[YOUR ASSIGNMENT]: Go through the data line by line from the top, retyping each exactly, and end with the line that contains "the subsets the".

━━ DATA

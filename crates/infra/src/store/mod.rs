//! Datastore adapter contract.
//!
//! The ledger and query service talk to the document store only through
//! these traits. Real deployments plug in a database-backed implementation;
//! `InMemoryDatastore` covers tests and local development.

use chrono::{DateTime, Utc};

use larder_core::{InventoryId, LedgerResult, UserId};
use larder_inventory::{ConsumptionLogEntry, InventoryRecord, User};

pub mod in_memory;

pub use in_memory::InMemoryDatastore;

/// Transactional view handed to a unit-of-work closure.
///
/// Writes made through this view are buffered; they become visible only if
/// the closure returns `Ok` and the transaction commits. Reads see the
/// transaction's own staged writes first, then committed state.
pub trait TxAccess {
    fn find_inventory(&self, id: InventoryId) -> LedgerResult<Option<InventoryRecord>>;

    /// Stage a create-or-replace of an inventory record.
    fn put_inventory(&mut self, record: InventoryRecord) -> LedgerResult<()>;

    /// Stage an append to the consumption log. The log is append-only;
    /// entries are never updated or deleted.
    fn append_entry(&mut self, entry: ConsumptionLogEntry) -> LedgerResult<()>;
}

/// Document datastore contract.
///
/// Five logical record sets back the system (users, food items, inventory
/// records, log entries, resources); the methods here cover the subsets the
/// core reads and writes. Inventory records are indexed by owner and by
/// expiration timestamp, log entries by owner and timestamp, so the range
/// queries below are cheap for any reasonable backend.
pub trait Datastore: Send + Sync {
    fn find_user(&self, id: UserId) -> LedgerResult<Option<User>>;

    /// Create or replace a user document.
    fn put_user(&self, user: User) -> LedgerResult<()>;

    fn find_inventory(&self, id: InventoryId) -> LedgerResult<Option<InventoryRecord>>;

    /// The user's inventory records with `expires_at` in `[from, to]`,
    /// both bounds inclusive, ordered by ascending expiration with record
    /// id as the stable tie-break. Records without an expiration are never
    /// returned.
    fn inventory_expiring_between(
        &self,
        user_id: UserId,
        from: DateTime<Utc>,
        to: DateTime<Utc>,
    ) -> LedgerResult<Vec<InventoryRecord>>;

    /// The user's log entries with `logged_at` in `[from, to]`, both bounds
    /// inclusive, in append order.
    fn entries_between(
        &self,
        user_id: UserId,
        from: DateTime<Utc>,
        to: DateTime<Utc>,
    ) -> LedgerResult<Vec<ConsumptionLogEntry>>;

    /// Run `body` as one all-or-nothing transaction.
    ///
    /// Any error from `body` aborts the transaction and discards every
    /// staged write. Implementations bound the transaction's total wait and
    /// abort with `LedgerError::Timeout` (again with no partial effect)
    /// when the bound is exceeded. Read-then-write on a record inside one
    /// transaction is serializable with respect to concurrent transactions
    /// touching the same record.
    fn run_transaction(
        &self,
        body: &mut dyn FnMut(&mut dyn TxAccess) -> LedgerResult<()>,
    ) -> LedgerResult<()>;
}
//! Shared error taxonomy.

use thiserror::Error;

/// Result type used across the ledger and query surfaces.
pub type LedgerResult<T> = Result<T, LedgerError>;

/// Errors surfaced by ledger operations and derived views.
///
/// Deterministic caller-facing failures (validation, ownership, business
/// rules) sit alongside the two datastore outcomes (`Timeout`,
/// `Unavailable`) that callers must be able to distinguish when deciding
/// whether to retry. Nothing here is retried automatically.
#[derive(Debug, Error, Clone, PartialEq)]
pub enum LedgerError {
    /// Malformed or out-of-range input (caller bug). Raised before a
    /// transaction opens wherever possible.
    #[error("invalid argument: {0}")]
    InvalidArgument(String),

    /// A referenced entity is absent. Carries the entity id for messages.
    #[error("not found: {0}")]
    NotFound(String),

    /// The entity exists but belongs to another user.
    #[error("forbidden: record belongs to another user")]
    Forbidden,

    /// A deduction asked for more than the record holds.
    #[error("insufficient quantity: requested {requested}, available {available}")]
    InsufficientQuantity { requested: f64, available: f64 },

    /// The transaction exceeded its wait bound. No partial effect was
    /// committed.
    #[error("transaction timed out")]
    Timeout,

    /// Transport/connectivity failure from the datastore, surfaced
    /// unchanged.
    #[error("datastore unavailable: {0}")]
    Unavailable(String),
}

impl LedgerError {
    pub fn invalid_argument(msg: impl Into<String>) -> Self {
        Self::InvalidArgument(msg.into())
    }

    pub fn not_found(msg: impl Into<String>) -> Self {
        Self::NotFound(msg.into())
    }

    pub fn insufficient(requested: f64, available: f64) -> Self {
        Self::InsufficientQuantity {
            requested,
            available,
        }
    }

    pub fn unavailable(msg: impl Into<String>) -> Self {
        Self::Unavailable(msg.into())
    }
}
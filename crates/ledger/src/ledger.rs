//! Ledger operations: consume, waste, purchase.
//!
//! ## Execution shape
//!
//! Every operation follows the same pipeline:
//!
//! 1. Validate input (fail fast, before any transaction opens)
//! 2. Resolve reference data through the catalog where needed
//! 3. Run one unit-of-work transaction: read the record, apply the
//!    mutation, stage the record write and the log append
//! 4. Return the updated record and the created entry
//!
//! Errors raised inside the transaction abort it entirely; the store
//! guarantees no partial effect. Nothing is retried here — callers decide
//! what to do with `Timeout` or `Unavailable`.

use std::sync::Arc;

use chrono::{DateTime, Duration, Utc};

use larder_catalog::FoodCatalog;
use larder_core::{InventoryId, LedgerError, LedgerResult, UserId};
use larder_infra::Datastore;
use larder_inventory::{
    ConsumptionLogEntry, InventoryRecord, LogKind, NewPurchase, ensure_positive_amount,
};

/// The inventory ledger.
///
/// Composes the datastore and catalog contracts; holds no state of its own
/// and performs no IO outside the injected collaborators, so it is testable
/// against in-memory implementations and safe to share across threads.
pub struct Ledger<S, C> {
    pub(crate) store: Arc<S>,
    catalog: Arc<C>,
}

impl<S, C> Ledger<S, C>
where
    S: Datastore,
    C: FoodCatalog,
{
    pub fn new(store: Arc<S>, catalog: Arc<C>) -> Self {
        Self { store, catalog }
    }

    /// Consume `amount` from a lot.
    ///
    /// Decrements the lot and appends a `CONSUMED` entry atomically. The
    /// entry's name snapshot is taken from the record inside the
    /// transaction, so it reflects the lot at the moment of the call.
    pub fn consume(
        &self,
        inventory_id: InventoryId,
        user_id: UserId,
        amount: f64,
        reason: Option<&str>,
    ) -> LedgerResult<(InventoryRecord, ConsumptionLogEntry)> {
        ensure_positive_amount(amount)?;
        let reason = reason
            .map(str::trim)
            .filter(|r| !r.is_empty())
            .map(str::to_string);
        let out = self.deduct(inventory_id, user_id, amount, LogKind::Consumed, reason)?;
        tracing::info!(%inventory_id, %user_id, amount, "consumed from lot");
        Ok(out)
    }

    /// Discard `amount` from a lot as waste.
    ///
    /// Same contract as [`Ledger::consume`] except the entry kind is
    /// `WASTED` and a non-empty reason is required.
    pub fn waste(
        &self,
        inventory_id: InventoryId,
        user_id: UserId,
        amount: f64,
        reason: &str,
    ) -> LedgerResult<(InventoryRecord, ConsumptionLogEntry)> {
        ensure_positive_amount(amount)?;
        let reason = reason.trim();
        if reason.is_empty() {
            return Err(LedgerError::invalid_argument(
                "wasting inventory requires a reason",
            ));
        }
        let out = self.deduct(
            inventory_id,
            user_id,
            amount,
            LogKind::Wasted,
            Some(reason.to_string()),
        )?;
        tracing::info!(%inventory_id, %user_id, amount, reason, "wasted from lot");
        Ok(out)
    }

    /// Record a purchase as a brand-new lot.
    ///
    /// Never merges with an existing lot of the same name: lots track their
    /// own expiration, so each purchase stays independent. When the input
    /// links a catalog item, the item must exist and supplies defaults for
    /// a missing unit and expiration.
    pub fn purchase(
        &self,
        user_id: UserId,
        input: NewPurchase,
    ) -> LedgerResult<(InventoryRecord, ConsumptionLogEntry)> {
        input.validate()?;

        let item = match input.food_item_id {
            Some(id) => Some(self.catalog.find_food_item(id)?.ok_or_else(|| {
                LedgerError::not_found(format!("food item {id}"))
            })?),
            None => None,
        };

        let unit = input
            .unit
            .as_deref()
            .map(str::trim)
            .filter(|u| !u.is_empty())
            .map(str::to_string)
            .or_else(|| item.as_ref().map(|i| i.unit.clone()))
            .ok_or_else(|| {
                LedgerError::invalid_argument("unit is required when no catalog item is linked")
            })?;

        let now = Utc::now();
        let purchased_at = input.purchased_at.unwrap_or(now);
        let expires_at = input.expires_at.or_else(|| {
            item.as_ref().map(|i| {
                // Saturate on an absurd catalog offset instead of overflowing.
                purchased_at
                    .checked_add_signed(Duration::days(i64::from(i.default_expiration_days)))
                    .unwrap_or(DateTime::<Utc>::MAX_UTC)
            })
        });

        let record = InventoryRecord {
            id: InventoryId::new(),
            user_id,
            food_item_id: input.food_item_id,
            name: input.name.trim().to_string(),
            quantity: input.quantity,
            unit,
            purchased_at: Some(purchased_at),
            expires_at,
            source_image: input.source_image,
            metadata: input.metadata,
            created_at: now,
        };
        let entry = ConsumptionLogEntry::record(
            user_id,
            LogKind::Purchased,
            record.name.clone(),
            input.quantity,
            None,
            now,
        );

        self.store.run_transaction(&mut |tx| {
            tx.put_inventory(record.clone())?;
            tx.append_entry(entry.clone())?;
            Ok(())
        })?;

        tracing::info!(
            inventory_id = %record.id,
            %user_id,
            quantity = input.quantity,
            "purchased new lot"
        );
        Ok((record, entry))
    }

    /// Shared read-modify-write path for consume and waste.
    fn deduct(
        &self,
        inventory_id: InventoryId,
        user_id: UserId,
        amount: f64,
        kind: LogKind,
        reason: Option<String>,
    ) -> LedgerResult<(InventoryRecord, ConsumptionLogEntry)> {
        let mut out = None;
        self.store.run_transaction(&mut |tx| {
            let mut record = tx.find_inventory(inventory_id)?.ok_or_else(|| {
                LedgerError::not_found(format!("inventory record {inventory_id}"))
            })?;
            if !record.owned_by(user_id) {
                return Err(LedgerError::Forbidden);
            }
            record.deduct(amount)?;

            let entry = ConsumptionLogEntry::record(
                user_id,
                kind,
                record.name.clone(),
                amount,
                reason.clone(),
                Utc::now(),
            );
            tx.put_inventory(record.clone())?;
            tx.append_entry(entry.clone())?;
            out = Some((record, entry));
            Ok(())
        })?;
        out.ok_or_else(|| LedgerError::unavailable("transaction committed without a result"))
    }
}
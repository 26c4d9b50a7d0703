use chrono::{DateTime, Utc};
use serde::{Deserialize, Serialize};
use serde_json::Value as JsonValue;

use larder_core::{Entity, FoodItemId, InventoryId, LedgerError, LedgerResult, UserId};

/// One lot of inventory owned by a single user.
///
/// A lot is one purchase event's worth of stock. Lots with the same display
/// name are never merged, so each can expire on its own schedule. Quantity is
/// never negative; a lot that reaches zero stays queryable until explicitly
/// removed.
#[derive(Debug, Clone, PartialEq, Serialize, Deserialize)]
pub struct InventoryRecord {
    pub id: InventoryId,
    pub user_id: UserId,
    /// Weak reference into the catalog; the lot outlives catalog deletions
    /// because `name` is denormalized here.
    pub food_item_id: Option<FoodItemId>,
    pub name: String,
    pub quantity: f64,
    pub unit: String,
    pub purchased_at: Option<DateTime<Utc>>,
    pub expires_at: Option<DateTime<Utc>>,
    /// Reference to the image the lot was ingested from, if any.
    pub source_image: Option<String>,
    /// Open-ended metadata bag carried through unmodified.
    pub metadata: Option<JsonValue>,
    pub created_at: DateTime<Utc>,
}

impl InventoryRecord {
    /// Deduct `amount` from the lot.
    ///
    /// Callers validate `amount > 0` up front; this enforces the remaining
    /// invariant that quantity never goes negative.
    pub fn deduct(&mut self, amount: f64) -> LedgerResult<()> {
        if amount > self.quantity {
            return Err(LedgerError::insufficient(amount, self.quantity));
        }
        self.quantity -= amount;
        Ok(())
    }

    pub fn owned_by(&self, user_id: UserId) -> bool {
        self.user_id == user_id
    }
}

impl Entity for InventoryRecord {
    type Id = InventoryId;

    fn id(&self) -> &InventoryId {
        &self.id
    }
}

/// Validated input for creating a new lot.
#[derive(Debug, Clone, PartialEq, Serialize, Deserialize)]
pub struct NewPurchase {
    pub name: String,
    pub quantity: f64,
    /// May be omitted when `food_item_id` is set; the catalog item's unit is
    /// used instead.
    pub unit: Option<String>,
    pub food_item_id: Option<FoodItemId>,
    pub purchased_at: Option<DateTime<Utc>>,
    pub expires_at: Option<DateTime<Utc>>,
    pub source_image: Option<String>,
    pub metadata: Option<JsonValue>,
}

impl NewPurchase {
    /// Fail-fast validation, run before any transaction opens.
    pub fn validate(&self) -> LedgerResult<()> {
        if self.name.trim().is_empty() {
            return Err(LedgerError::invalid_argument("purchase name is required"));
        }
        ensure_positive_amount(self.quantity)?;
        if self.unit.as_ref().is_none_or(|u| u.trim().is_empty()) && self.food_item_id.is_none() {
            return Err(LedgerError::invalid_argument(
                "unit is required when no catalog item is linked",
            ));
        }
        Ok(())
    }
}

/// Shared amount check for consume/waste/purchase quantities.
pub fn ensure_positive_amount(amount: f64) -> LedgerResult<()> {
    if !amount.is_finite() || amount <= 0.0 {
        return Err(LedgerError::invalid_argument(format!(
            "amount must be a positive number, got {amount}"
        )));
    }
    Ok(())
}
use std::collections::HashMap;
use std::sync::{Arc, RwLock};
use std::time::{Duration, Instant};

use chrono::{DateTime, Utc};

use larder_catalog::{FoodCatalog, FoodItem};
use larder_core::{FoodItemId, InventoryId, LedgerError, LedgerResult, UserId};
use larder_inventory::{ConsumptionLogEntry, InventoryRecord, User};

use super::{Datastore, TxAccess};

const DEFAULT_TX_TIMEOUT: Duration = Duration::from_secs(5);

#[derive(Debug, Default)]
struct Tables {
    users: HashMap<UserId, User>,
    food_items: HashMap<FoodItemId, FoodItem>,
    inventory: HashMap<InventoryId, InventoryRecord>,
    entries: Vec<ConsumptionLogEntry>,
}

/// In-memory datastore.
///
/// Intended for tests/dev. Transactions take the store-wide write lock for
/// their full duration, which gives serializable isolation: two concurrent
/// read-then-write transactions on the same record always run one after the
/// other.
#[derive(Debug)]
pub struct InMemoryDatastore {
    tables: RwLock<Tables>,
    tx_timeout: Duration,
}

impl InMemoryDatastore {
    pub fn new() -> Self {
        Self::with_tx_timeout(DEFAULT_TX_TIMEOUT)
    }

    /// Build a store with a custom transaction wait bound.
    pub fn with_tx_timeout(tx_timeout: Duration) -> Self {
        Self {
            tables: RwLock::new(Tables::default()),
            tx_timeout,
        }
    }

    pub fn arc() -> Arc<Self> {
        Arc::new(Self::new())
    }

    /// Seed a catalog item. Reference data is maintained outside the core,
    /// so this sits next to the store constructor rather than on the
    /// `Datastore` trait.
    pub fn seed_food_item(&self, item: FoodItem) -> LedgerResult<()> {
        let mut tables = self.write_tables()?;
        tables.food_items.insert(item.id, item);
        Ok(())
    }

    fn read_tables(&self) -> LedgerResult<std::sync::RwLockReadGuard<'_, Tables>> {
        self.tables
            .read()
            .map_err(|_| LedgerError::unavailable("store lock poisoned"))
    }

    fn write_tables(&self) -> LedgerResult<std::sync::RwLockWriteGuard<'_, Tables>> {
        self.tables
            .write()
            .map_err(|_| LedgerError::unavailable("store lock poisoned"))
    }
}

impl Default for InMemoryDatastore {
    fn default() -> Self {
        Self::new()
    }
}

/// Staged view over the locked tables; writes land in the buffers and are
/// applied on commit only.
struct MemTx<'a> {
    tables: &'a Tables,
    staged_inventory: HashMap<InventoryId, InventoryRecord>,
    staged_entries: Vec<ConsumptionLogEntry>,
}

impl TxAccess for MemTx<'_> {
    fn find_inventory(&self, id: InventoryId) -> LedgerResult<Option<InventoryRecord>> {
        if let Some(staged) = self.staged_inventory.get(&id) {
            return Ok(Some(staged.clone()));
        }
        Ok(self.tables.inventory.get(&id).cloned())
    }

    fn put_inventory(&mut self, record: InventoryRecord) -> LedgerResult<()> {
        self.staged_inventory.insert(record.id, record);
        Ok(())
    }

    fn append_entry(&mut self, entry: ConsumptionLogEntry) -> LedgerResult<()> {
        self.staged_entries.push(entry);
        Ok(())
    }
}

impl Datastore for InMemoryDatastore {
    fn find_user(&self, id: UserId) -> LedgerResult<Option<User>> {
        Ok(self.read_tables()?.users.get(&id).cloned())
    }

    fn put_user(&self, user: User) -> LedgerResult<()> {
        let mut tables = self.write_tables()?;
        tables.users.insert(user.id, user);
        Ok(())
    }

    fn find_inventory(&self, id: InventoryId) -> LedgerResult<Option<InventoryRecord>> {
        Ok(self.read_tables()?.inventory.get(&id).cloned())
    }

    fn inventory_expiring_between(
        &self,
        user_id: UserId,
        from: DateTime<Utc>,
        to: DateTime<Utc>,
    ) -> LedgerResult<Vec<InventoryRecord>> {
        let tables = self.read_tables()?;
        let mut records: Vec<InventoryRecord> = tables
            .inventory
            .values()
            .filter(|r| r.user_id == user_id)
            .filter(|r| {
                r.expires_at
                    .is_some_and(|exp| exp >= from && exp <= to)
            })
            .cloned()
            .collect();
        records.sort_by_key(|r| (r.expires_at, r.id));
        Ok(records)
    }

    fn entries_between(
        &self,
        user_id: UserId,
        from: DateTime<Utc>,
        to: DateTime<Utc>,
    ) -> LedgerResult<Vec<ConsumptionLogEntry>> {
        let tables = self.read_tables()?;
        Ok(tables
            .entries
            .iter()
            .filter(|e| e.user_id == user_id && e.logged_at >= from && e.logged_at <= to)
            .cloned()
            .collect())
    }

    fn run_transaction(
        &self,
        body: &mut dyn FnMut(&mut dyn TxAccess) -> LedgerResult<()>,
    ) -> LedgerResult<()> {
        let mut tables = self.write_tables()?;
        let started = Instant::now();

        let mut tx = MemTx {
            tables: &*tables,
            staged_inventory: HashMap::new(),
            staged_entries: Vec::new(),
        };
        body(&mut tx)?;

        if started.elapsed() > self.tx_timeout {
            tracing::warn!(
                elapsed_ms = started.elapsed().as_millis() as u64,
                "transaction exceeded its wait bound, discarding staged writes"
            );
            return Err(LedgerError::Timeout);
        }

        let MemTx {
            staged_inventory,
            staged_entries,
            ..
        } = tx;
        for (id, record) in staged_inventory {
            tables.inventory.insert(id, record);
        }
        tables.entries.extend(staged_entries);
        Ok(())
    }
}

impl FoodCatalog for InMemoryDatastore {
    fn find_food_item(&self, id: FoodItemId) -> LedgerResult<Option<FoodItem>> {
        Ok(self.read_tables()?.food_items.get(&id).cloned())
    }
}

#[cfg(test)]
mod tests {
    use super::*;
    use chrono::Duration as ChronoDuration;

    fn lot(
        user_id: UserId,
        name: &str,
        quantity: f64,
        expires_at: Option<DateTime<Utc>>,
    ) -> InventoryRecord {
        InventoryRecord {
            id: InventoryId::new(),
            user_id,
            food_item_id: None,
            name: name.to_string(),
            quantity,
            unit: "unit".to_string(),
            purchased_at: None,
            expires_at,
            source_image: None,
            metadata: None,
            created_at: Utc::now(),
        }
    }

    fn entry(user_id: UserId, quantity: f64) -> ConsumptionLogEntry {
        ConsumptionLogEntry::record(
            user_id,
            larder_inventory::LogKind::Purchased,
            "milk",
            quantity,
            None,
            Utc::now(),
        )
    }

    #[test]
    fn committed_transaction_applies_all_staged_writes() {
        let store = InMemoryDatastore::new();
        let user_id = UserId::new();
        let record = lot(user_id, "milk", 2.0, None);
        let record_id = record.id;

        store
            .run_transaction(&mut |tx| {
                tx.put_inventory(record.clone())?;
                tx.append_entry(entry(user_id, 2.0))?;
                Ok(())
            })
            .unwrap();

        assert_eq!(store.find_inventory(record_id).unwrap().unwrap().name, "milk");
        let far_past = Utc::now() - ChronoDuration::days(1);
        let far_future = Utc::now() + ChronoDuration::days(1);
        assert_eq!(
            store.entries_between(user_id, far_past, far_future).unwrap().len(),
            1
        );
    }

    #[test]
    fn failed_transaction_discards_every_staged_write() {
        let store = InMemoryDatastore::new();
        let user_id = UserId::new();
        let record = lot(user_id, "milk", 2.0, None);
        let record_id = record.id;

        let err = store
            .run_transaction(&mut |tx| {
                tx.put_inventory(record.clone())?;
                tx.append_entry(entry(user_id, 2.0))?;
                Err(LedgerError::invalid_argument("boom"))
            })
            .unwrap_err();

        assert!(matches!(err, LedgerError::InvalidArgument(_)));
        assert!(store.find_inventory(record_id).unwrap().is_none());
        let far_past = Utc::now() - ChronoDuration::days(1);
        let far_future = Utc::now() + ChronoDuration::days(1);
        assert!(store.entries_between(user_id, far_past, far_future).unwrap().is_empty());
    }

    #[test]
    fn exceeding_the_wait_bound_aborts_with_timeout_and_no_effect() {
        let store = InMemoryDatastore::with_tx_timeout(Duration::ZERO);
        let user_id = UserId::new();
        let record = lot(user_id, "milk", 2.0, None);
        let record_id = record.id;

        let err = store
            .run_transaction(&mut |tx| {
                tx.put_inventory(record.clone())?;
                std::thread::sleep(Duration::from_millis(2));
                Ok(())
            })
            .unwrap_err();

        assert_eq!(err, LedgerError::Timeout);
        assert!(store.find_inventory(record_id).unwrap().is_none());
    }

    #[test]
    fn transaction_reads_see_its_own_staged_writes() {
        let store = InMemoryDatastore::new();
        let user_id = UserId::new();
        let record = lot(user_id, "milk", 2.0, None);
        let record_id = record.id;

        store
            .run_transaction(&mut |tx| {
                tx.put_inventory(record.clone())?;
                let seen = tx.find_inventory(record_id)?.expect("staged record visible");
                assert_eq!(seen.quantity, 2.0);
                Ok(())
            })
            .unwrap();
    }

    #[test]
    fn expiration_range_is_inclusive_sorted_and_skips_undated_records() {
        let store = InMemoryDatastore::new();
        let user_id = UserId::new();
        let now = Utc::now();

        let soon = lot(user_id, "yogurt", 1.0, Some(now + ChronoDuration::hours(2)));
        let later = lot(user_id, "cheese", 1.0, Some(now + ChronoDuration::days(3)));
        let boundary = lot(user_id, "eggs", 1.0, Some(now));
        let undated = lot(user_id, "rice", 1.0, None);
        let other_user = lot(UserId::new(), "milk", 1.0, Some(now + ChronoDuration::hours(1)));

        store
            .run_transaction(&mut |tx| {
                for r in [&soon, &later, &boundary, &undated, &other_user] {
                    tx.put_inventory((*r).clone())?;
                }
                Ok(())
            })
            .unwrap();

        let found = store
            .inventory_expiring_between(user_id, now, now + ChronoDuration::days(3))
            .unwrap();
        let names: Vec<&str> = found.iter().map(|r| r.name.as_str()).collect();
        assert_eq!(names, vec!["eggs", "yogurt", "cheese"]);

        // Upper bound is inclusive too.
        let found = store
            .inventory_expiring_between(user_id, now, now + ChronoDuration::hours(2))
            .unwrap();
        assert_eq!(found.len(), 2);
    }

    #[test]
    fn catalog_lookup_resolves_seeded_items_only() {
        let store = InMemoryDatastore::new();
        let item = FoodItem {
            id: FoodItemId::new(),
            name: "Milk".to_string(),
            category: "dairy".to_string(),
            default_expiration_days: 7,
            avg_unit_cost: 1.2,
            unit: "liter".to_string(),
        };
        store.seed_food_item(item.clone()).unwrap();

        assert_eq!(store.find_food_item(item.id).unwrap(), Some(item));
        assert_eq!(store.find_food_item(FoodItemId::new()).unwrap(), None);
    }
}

━━━━

[REPLY]:
filename crates/infra/src/store/mod.rs
//! Datastore adapter contract.
//!
//! The ledger and query service talk to the document store only through
//! these traits. Real deployments plug in a database-backed implementation;
//! `InMemoryDatastore` covers tests and local development.

use chrono::{DateTime, Utc};

use larder_core::{InventoryId, LedgerResult, UserId};
use larder_inventory::{ConsumptionLogEntry, InventoryRecord, User};

pub mod in_memory;

pub use in_memory::InMemoryDatastore;

/// Transactional view handed to a unit-of-work closure.
///
/// Writes made through this view are buffered; they become visible only if
/// the closure returns `Ok` and the transaction commits. Reads see the
/// transaction's own staged writes first, then committed state.
pub trait TxAccess {
    fn find_inventory(&self, id: InventoryId) -> LedgerResult<Option<InventoryRecord>>;

    /// Stage a create-or-replace of an inventory record.
    fn put_inventory(&mut self, record: InventoryRecord) -> LedgerResult<()>;

    /// Stage an append to the consumption log. The log is append-only;
    /// entries are never updated or deleted.
    fn append_entry(&mut self, entry: ConsumptionLogEntry) -> LedgerResult<()>;
}

/// Document datastore contract.
///
/// Five logical record sets back the system (users, food items, inventory
/// records, log entries, resources); the methods here cover the subsets the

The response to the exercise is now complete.